How an Eye Exam May Improve Early Diagnosis of Parkinson Disease

An eye exam paired with artificial intelligence machine learning technology may provide a novel approach to diagnose Parkinson disease in early stages.

An eye exam paired with artificial intelligence (AI) machine learning technology may provide a novel approach to diagnose Parkinson disease (PD) in early stages, according to research being presented at the annual meeting of the Radiological Society of North America (RSNA).

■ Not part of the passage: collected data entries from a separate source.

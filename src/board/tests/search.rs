//! Search tests.

use super::{position, sq};
use crate::board::{
    find_best_move, search_tree, Board, Color, Piece, SearchConfig, SearchResult,
};
use rand::prelude::*;

fn search(board: &Board, max_depth: u32, engine_color: Color, seed: u64) -> SearchResult {
    let config = SearchConfig {
        max_depth,
        engine_color,
    };
    let mut rng = StdRng::seed_from_u64(seed);
    find_best_move(board, &config, &mut rng, |_| {})
}

#[test]
fn test_single_capture_chosen_at_depth_one() {
    let board = position(
        sq(7, 0),
        sq(0, 7),
        &[
            (sq(3, 7), Color::Black, Piece::Rook),
            (sq(3, 1), Color::White, Piece::Pawn),
        ],
    );
    let result = search(&board, 1, Color::Black, 1);
    let best = result.best_move.unwrap();
    assert_eq!(best.from(), sq(3, 7));
    assert_eq!(best.to(), sq(3, 1));
    assert_eq!(result.score, 10);
}

#[test]
fn test_hanging_queen_taken_at_default_depth() {
    let board = position(
        sq(7, 0),
        sq(0, 7),
        &[
            (sq(3, 7), Color::Black, Piece::Rook),
            (sq(3, 1), Color::White, Piece::Queen),
        ],
    );
    let result = search(&board, 3, Color::Black, 2);
    let best = result.best_move.unwrap();
    assert_eq!(best.to(), sq(3, 1));
    assert!(result.score >= 40);
}

#[test]
fn test_white_engine_scores_its_own_captures() {
    let board = position(
        sq(7, 0),
        sq(0, 7),
        &[
            (sq(3, 0), Color::White, Piece::Rook),
            (sq(3, 6), Color::Black, Piece::Knight),
        ],
    );
    let result = search(&board, 1, Color::White, 3);
    assert_eq!(result.best_move.unwrap().to(), sq(3, 6));
    assert_eq!(result.score, 30);
}

#[test]
fn test_defended_pawn_refused_at_depth_two() {
    let pieces = [
        (sq(3, 7), Color::Black, Piece::Queen),
        (sq(3, 3), Color::White, Piece::Pawn),
        (sq(4, 2), Color::White, Piece::Pawn),
    ];
    let board = position(sq(7, 0), sq(0, 7), &pieces);

    let greedy = search(&board, 1, Color::Black, 4);
    assert_eq!(greedy.best_move.unwrap().to(), sq(3, 3));

    let careful = search(&board, 2, Color::Black, 4);
    assert_ne!(careful.best_move.unwrap().to(), sq(3, 3));
    assert_eq!(careful.score, 0);
}

#[test]
fn test_no_move_when_checkmated_or_stalemated() {
    let mated = position(
        sq(0, 0),
        sq(7, 7),
        &[
            (sq(0, 7), Color::White, Piece::Rook),
            (sq(6, 6), Color::Black, Piece::Pawn),
            (sq(7, 6), Color::Black, Piece::Pawn),
        ],
    );
    let result = search(&mated, 3, Color::Black, 5);
    assert_eq!(result.best_move, None);
    assert_eq!(result.nodes, 0);
    assert!(mated.is_checked_by(Color::White));

    let stalled = position(sq(0, 0), sq(7, 7), &[(sq(6, 5), Color::White, Piece::Queen)]);
    let result = search(&stalled, 3, Color::Black, 5);
    assert_eq!(result.best_move, None);
    assert!(!stalled.is_checked_by(Color::White));
}

#[test]
fn test_tie_break_is_seeded() {
    let board = Board::starting();
    let first = search(&board, 1, Color::Black, 42);
    let again = search(&board, 1, Color::Black, 42);
    assert_eq!(first, again);

    // Ten quiet pawn moves on the a-e files share the top score.
    let best = first.best_move.unwrap();
    assert_eq!(best.moved().piece, Piece::Pawn);
    assert!(best.to().column() < 5);
    assert_eq!(first.score, 1);

    let distinct: std::collections::HashSet<_> = (0..40)
        .filter_map(|seed| search(&board, 1, Color::Black, seed).best_move)
        .collect();
    assert!(distinct.len() > 1);
    assert!(distinct.iter().all(|mv| mv.to().column() < 5));
}

#[test]
fn test_progress_reported_per_root_move() {
    let board = Board::starting();
    let mut rng = StdRng::seed_from_u64(6);
    let mut reports = Vec::new();
    let config = SearchConfig::with_depth(1);
    find_best_move(&board, &config, &mut rng, |fraction| reports.push(fraction));

    assert_eq!(reports.len(), 20);
    assert!(reports.windows(2).all(|w| w[0] < w[1]));
    assert!((reports[0] - 0.05).abs() < 1e-9);
    assert!((reports[19] - 1.0).abs() < 1e-9);
}

#[test]
fn test_tree_shape_and_depth_zero() {
    let board = Board::starting();
    let mut rng = StdRng::seed_from_u64(7);
    let root = search_tree(&board, &SearchConfig::with_depth(2), &mut rng, |_| {});
    assert_eq!(root.depth(), 0);
    assert_eq!(root.side_to_move(), Color::Black);
    assert_eq!(root.children().len(), 20);
    for child in root.children() {
        assert_eq!(child.depth(), 1);
        assert_eq!(child.side_to_move(), Color::White);
        assert_eq!(child.children().len(), 20);
        assert!(child.children().iter().all(|c| c.children().is_empty()));
    }
    assert_eq!(root.descendant_count(), 420);

    let shallow = search(&board, 0, Color::Black, 8);
    assert_eq!(shallow.nodes, 20);
}

#[test]
fn test_root_records_a_top_scoring_child() {
    let board = position(
        sq(7, 0),
        sq(0, 7),
        &[
            (sq(3, 4), Color::Black, Piece::Knight),
            (sq(4, 2), Color::White, Piece::Queen),
            (sq(2, 2), Color::White, Piece::Queen),
        ],
    );
    let mut rng = StdRng::seed_from_u64(12);
    let root = search_tree(&board, &SearchConfig::with_depth(1), &mut rng, |_| {});

    let chosen = root.mv().unwrap();
    let top: Vec<_> = root
        .children()
        .iter()
        .filter(|child| child.value() == root.value())
        .filter_map(|child| child.mv())
        .collect();
    assert_eq!(root.value(), 90);
    assert_eq!(top.len(), 2);
    assert!(top.contains(&chosen));
    assert!(chosen.is_capture());
}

Characterized by the decay of dopaminergic cells in the substantia nigra, researchers highlight that the current standard for diagnosing PD, which is typically based on symptoms like tremors, muscle stiffness, and impaired balance, occurs once 80% of dopaminergic cells have already decayed.

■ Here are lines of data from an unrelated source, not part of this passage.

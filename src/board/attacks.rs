//! Square attack detection.

use super::types::{Color, ColoredPiece, Coordinate, Piece};
use super::Board;

pub(crate) const ORTHOGONAL: [Coordinate; 4] = [
    Coordinate::new(0, 1),
    Coordinate::new(1, 0),
    Coordinate::new(0, -1),
    Coordinate::new(-1, 0),
];

pub(crate) const DIAGONAL: [Coordinate; 4] = [
    Coordinate::new(1, 1),
    Coordinate::new(1, -1),
    Coordinate::new(-1, -1),
    Coordinate::new(-1, 1),
];

pub(crate) const KNIGHT_OFFSETS: [Coordinate; 8] = [
    Coordinate::new(1, 2),
    Coordinate::new(2, 1),
    Coordinate::new(2, -1),
    Coordinate::new(1, -2),
    Coordinate::new(-1, -2),
    Coordinate::new(-2, -1),
    Coordinate::new(-2, 1),
    Coordinate::new(-1, 2),
];

pub(crate) const KING_OFFSETS: [Coordinate; 8] = [
    Coordinate::new(0, 1),
    Coordinate::new(1, 1),
    Coordinate::new(1, 0),
    Coordinate::new(1, -1),
    Coordinate::new(0, -1),
    Coordinate::new(-1, -1),
    Coordinate::new(-1, 0),
    Coordinate::new(-1, 1),
];

impl Board {
    /// Whether any piece of `by` attacks `target`. Does not consider pins.
    #[must_use]
    pub fn is_attacked(&self, target: Coordinate, by: Color) -> bool {
        let holds = |sq: Coordinate, piece: Piece| {
            sq.is_on_board() && self.get(sq) == Some(ColoredPiece::new(by, piece))
        };

        // Pawns capture forward, so an attacker sits one step behind the target.
        let behind = -by.pawn_direction();
        if holds(target + Coordinate::new(-1, behind), Piece::Pawn)
            || holds(target + Coordinate::new(1, behind), Piece::Pawn)
        {
            return true;
        }

        if KNIGHT_OFFSETS
            .iter()
            .any(|&offset| holds(target + offset, Piece::Knight))
        {
            return true;
        }

        if KING_OFFSETS
            .iter()
            .any(|&offset| holds(target + offset, Piece::King))
        {
            return true;
        }

        self.slider_attacks(target, by, &ORTHOGONAL, Piece::attacks_straight)
            || self.slider_attacks(target, by, &DIAGONAL, Piece::attacks_diagonally)
    }

    /// Whether `attacker` gives check to the other color's king.
    ///
    /// # Panics
    /// Panics if the defending king is missing.
    #[must_use]
    pub fn is_checked_by(&self, attacker: Color) -> bool {
        self.is_attacked(self.king_square(attacker.opponent()), attacker)
    }

    /// Whether `color`'s own king is attacked.
    #[inline]
    #[must_use]
    pub fn is_in_check(&self, color: Color) -> bool {
        self.is_checked_by(color.opponent())
    }

    /// Whether a ray from `target` first meets a `by` piece that `fits` the ray.
    fn slider_attacks(
        &self,
        target: Coordinate,
        by: Color,
        directions: &[Coordinate],
        fits: fn(Piece) -> bool,
    ) -> bool {
        directions.iter().any(|&dir| {
            matches!(
                self.first_piece_along(target, dir),
                Some((_, cp)) if cp.color == by && fits(cp.piece)
            )
        })
    }

    /// First occupied square reached walking from `origin` (exclusive) along `direction`.
    pub(crate) fn first_piece_along(
        &self,
        origin: Coordinate,
        direction: Coordinate,
    ) -> Option<(Coordinate, ColoredPiece)> {
        let mut sq = origin;
        loop {
            sq.translate(direction);
            if !sq.is_on_board() {
                return None;
            }
            if let Some(cp) = self.get(sq) {
                return Some((sq, cp));
            }
        }
    }
}

#[cfg(test)]
mod tests {
    use super::*;
    use crate::board::BoardBuilder;

    fn sq(column: i8, row: i8) -> Coordinate {
        Coordinate::new(column, row)
    }

    fn kings_with(pieces: &[(Coordinate, Color, Piece)]) -> Board {
        let mut builder = BoardBuilder::new()
            .piece(sq(7, 0), Color::White, Piece::King)
            .piece(sq(7, 7), Color::Black, Piece::King);
        for &(square, color, piece) in pieces {
            builder = builder.piece(square, color, piece);
        }
        builder.no_castling_rights().build().unwrap()
    }

    #[test]
    fn test_pawn_attack_direction_depends_on_color() {
        let board = kings_with(&[
            (sq(3, 3), Color::White, Piece::Pawn),
            (sq(3, 5), Color::Black, Piece::Pawn),
        ]);
        // White pawn on d4 hits c5 and e5, not c3.
        assert!(board.is_attacked(sq(2, 4), Color::White));
        assert!(board.is_attacked(sq(4, 4), Color::White));
        assert!(!board.is_attacked(sq(2, 2), Color::White));
        // Black pawn on d6 hits c5 and e5 downwards, not the squares above.
        assert!(board.is_attacked(sq(2, 4), Color::Black));
        assert!(!board.is_attacked(sq(2, 6), Color::Black));
        // Straight ahead is never a pawn attack.
        assert!(!board.is_attacked(sq(3, 4), Color::White));
    }

    #[test]
    fn test_slider_blocked_by_first_piece() {
        let board = kings_with(&[
            (sq(0, 0), Color::Black, Piece::Rook),
            (sq(0, 3), Color::White, Piece::Knight),
        ]);
        assert!(board.is_attacked(sq(0, 2), Color::Black));
        assert!(board.is_attacked(sq(0, 3), Color::Black));
        assert!(!board.is_attacked(sq(0, 5), Color::Black));
        assert!(board.is_attacked(sq(5, 0), Color::Black));
    }

    #[test]
    fn test_slider_ray_must_fit_piece() {
        let board = kings_with(&[(sq(2, 2), Color::Black, Piece::Bishop)]);
        assert!(board.is_attacked(sq(4, 4), Color::Black));
        assert!(!board.is_attacked(sq(2, 5), Color::Black));

        let board = kings_with(&[(sq(2, 2), Color::Black, Piece::Queen)]);
        assert!(board.is_attacked(sq(4, 4), Color::Black));
        assert!(board.is_attacked(sq(2, 5), Color::Black));
    }

    #[test]
    fn test_knight_and_king_offsets() {
        let board = kings_with(&[(sq(3, 3), Color::White, Piece::Knight)]);
        assert!(board.is_attacked(sq(4, 5), Color::White));
        assert!(board.is_attacked(sq(1, 2), Color::White));
        assert!(!board.is_attacked(sq(4, 4), Color::White));

        // The black king on h8 covers g7.
        assert!(board.is_attacked(sq(6, 6), Color::Black));
        assert!(!board.is_attacked(sq(5, 5), Color::Black));
    }

    #[test]
    fn test_check_queries() {
        let board = kings_with(&[(sq(7, 4), Color::Black, Piece::Rook)]);
        assert!(board.is_checked_by(Color::Black));
        assert!(board.is_in_check(Color::White));
        assert!(!board.is_in_check(Color::Black));
        assert!(!Board::starting().is_in_check(Color::White));
    }
}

"The issue with that method is that patients usually develop symptoms only after prolonged progression with significant injury to dopamine brain neurons," said lead study author Maximillian Diaz, a biomedical engineering PhD student at the University of Florida (UF), in a statement. "This means that we are diagnosing patients late in the disease process."

While the degradation of these cells may be often associated with the exacerbation of motor issues as well as non-motor issues such as pain and depression, this occurrence has also been shown to create thinning of the retina walls, the layer of tissue that lines the back of the eyeball. In fact, a prior study indicated that patients with PD were more likely to experience vision and eye issues, such as blurry vision, dry eyes, and trouble with depth perception.

Researchers saw an opportunity to leverage the capabilities of AI to examine images of the eyes for signs of PD. Utilizing a type of AI called support vector machine (SVM), researchers derived pictures of the back of the eye from both patients with PD and control participants from 2 age and gender matched data sets.

The first data set included 476 fundus eye images (PD = 238; control = 238) from the UK Biobank (UKB), with the second data set consisting of 100 images (PD = 72; control = 28) provided by UF and 44 control images from UKB. Researchers trained the SVM to detect signs on the images suggestive of PD.

A second set of datasets, UKB-Green and UF-UKBGreen, were created using the green color channels to improve vessel segmentation, which was performed using U-Net segmentation network. “The vessel maps served as inputs to SVM classifying networks,” explain the study authors. “Saliency maps were created to assess areas of interest for the networks.”

In their findings, the top performing SVM network for the UKB and UKB-Green data sets were the sigmoid SVM networks, achieving accuracies of .698 and .719 respectively, whereas the top performing networks for the UF-UKB and UF-UKB-Green data sets were the linear SVM networks, achieving accuracies of .821 and .857.

Expanding on the ability of machine learning networks to classify PD based on retina vasculature, study authors found that smaller blood vessels provided the most successful outcomes.

As traditional imaging approaches with MRI, CT, and nuclear medicine techniques may prove costly, Diaz notes that images can even be captured by a smartphone with a special lens.

"The single most important finding of this study was that a brain disease was diagnosed with a basic picture of the eye," said Diaz. “If we can make this a yearly screening, then the hope is that we can catch more cases sooner, which can help us better understand the disease and find a cure or a way to slow the progression.”


Diaz M, Tian J, Ramirez-Zamora A, Fang R. Machine learning for Parkinson Disease diagnosis using fundus eye images. Presented at RSNA 2020; November 29–December 5, 2020. Abstract: IN-1A-07.